[Excerpts from a dataset]
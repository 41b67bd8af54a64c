// ABOUTME: Type-checked accessors over the untyped composition value tree
// ABOUTME: Every accessor returns a typed value or MissingRequiredField at a dotted path
//
// SPDX-License-Identifier: MIT OR Apache-2.0
// Copyright (c) 2025 Workoutkit Bridge Project

//! Type-checked accessors for `serde_json::Value` maps.
//!
//! A required accessor fails with `MissingRequiredField` for both an
//! absent key and a present key of the wrong primitive type; the two
//! cases are indistinguishable to the caller on purpose. Optional
//! accessors treat a wrong-typed value as absent.
//!
//! The `path` argument is the full dotted label reported on failure; it
//! may differ from `key` when the caller prefixes a step index or
//! appends a qualifier.

use serde_json::{Map, Value};

use crate::errors::{PlanError, PlanResult};

/// Alias for the object representation of a JSON map
pub(crate) type JsonMap = Map<String, Value>;

/// Required string field
pub(crate) fn require_str<'a>(obj: &'a JsonMap, key: &str, path: &str) -> PlanResult<&'a str> {
    obj.get(key)
        .and_then(Value::as_str)
        .ok_or_else(|| PlanError::missing_field(path))
}

/// Required numeric field; integers widen to `f64`
pub(crate) fn require_f64(obj: &JsonMap, key: &str, path: &str) -> PlanResult<f64> {
    obj.get(key)
        .and_then(Value::as_f64)
        .ok_or_else(|| PlanError::missing_field(path))
}

/// Required integer field; a fractional number is a type mismatch
pub(crate) fn require_i64(obj: &JsonMap, key: &str, path: &str) -> PlanResult<i64> {
    obj.get(key)
        .and_then(Value::as_i64)
        .ok_or_else(|| PlanError::missing_field(path))
}

/// Required map field
pub(crate) fn require_map<'a>(obj: &'a JsonMap, key: &str, path: &str) -> PlanResult<&'a JsonMap> {
    obj.get(key)
        .and_then(Value::as_object)
        .ok_or_else(|| PlanError::missing_field(path))
}

/// Required array-of-maps field.
///
/// A non-array value, or an array with any non-map element, fails at
/// `path` as a whole; element-level attribution starts only once the
/// array's shape is established.
pub(crate) fn require_map_array<'a>(
    obj: &'a JsonMap,
    key: &str,
    path: &str,
) -> PlanResult<Vec<&'a JsonMap>> {
    let array = obj
        .get(key)
        .and_then(Value::as_array)
        .ok_or_else(|| PlanError::missing_field(path))?;

    array
        .iter()
        .map(|element| {
            element
                .as_object()
                .ok_or_else(|| PlanError::missing_field(path))
        })
        .collect()
}

/// Optional string field; a wrong-typed value reads as absent
pub(crate) fn optional_str<'a>(obj: &'a JsonMap, key: &str) -> Option<&'a str> {
    obj.get(key).and_then(Value::as_str)
}

/// Optional map field; a wrong-typed value reads as absent
pub(crate) fn optional_map<'a>(obj: &'a JsonMap, key: &str) -> Option<&'a JsonMap> {
    obj.get(key).and_then(Value::as_object)
}

#[cfg(test)]
mod tests {
    use super::*;
    use serde_json::json;

    fn sample() -> JsonMap {
        json!({
            "name": "tempo",
            "value": 42.5,
            "count": 4,
            "nested": {"inner": true},
            "list": [{"a": 1}, {"b": 2}]
        })
        .as_object()
        .cloned()
        .unwrap()
    }

    #[test]
    fn test_require_str_present_and_absent() {
        let obj = sample();
        assert_eq!(require_str(&obj, "name", "name").unwrap(), "tempo");

        let err = require_str(&obj, "missing", "step.missing").unwrap_err();
        assert_eq!(err, PlanError::missing_field("step.missing"));
    }

    #[test]
    fn test_require_str_wrong_type_reads_as_missing() {
        let obj = sample();
        let err = require_str(&obj, "value", "step.value").unwrap_err();
        assert_eq!(err, PlanError::missing_field("step.value"));
    }

    #[test]
    fn test_require_f64_widens_integers() {
        let obj = sample();
        assert_eq!(require_f64(&obj, "count", "count").unwrap(), 4.0);
        assert_eq!(require_f64(&obj, "value", "value").unwrap(), 42.5);
    }

    #[test]
    fn test_require_i64_rejects_fractions() {
        let obj = sample();
        assert_eq!(require_i64(&obj, "count", "count").unwrap(), 4);
        assert!(require_i64(&obj, "value", "value").is_err());
    }

    #[test]
    fn test_require_map_array_rejects_non_map_elements() {
        let obj = json!({"list": [{"a": 1}, "oops"]})
            .as_object()
            .cloned()
            .unwrap();
        let err = require_map_array(&obj, "list", "list").unwrap_err();
        assert_eq!(err, PlanError::missing_field("list"));
    }

    #[test]
    fn test_optional_accessors_treat_mismatch_as_absent() {
        let obj = sample();
        assert_eq!(optional_str(&obj, "value"), None);
        assert_eq!(optional_str(&obj, "name"), Some("tempo"));
        assert!(optional_map(&obj, "name").is_none());
        assert!(optional_map(&obj, "nested").is_some());
    }
}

▶ [WORK ITEM]: Recopy all the entries faithfully, leaving none out.

▶ [REPLY]:
repository 41b67bd8af54a64c
// ABOUTME: Type-checked accessors over the untyped composition value tree
// ABOUTME: Every accessor returns a typed value or MissingRequiredField at a dotted path
//
// SPDX-License-Identifier: MIT OR Apache-2.0
// Copyright (c) 2025 Workoutkit Bridge Project

//! Type-checked accessors for `serde_json::Value` maps.
//!
//! A required accessor fails with `MissingRequiredField` for both an
//! absent key and a present key of the wrong primitive type; the two
//! cases are indistinguishable to the caller on purpose. Optional
//! accessors treat a wrong-typed value as absent.
//!
//! The `path` argument is the full dotted label reported on failure; it
//! may differ from `key` when the caller prefixes a step index or
//! appends a qualifier.

use serde_json::{Map, Value};

use crate::errors::{PlanError, PlanResult};

/// Alias for the object representation of a JSON map
pub(crate) type JsonMap = Map<String, Value>;

/// Required string field
pub(crate) fn require_str<'a>(obj: &'a JsonMap, key: &str, path: &str) -> PlanResult<&'a str> {
    obj.get(key)
        .and_then(Value::as_str)
        .ok_or_else(|| PlanError::missing_field(path))
}

/// Required numeric field; integers widen to `f64`
pub(crate) fn require_f64(obj: &JsonMap, key: &str, path: &str) -> PlanResult<f64> {
    obj.get(key)
        .and_then(Value::as_f64)
        .ok_or_else(|| PlanError::missing_field(path))
}

/// Required integer field; a fractional number is a type mismatch
pub(crate) fn require_i64(obj: &JsonMap, key: &str, path: &str) -> PlanResult<i64> {
    obj.get(key)
        .and_then(Value::as_i64)
        .ok_or_else(|| PlanError::missing_field(path))
}

/// Required map field
pub(crate) fn require_map<'a>(obj: &'a JsonMap, key: &str, path: &str) -> PlanResult<&'a JsonMap> {
    obj.get(key)
        .and_then(Value::as_object)
        .ok_or_else(|| PlanError::missing_field(path))
}

/// Required array-of-maps field.
///
/// A non-array value, or an array with any non-map element, fails at
/// `path` as a whole; element-level attribution starts only once the
/// array's shape is established.
pub(crate) fn require_map_array<'a>(
    obj: &'a JsonMap,
    key: &str,
    path: &str,
) -> PlanResult<Vec<&'a JsonMap>> {
    let array = obj
        .get(key)
        .and_then(Value::as_array)
        .ok_or_else(|| PlanError::missing_field(path))?;

    array
        .iter()
        .map(|element| {
            element
                .as_object()
                .ok_or_else(|| PlanError::missing_field(path))
        })
        .collect()
}

/// Optional string field; a wrong-typed value reads as absent
pub(crate) fn optional_str<'a>(obj: &'a JsonMap, key: &str) -> Option<&'a str> {
    obj.get(key).and_then(Value::as_str)
}

/// Optional map field; a wrong-typed value reads as absent
pub(crate) fn optional_map<'a>(obj: &'a JsonMap, key: &str) -> Option<&'a JsonMap> {
    obj.get(key).and_then(Value::as_object)
}

#[cfg(test)]
mod tests {
    use super::*;
    use serde_json::json;

    fn sample() -> JsonMap {
        json!({
            "name": "tempo",
            "value": 42.5,
            "count": 4,
            "nested": {"inner": true},
            "list": [{"a": 1}, {"b": 2}]
        })
        .as_object()
        .cloned()
        .unwrap()
    }

    #[test]
    fn test_require_str_present_and_absent() {
        let obj = sample();
        assert_eq!(require_str(&obj, "name", "name").unwrap(), "tempo");

        let err = require_str(&obj, "missing", "step.missing").unwrap_err();
        assert_eq!(err, PlanError::missing_field("step.missing"));
    }

    #[test]
    fn test_require_str_wrong_type_reads_as_missing() {
        let obj = sample();
        let err = require_str(&obj, "value", "step.value").unwrap_err();
        assert_eq!(err, PlanError::missing_field("step.value"));
    }

    #[test]
    fn test_require_f64_widens_integers() {
        let obj = sample();
        assert_eq!(require_f64(&obj, "count", "count").unwrap(), 4.0);
        assert_eq!(require_f64(&obj, "value", "value").unwrap(), 42.5);
    }

    #[test]
    fn test_require_i64_rejects_fractions() {
        let obj = sample();
        assert_eq!(require_i64(&obj, "count", "count").unwrap(), 4);
        assert!(require_i64(&obj, "value", "value").is_err());
    }

    #[test]
    fn test_require_map_array_rejects_non_map_elements() {
        let obj = json!({"list": [{"a": 1}, "oops"]})
            .as_object()
            .cloned()
            .unwrap();
        let err = require_map_array(&obj, "list", "list").unwrap_err();
        assert_eq!(err, PlanError::missing_field("list"));
    }

    #[test]
    fn test_optional_accessors_treat_mismatch_as_absent() {
        let obj = sample();
        assert_eq!(optional_str(&obj, "value"), None);
        assert_eq!(optional_str(&obj, "name"), Some("tempo"));
        assert!(optional_map(&obj, "name").is_none());
        assert!(optional_map(&obj, "nested").is_some());
    }
}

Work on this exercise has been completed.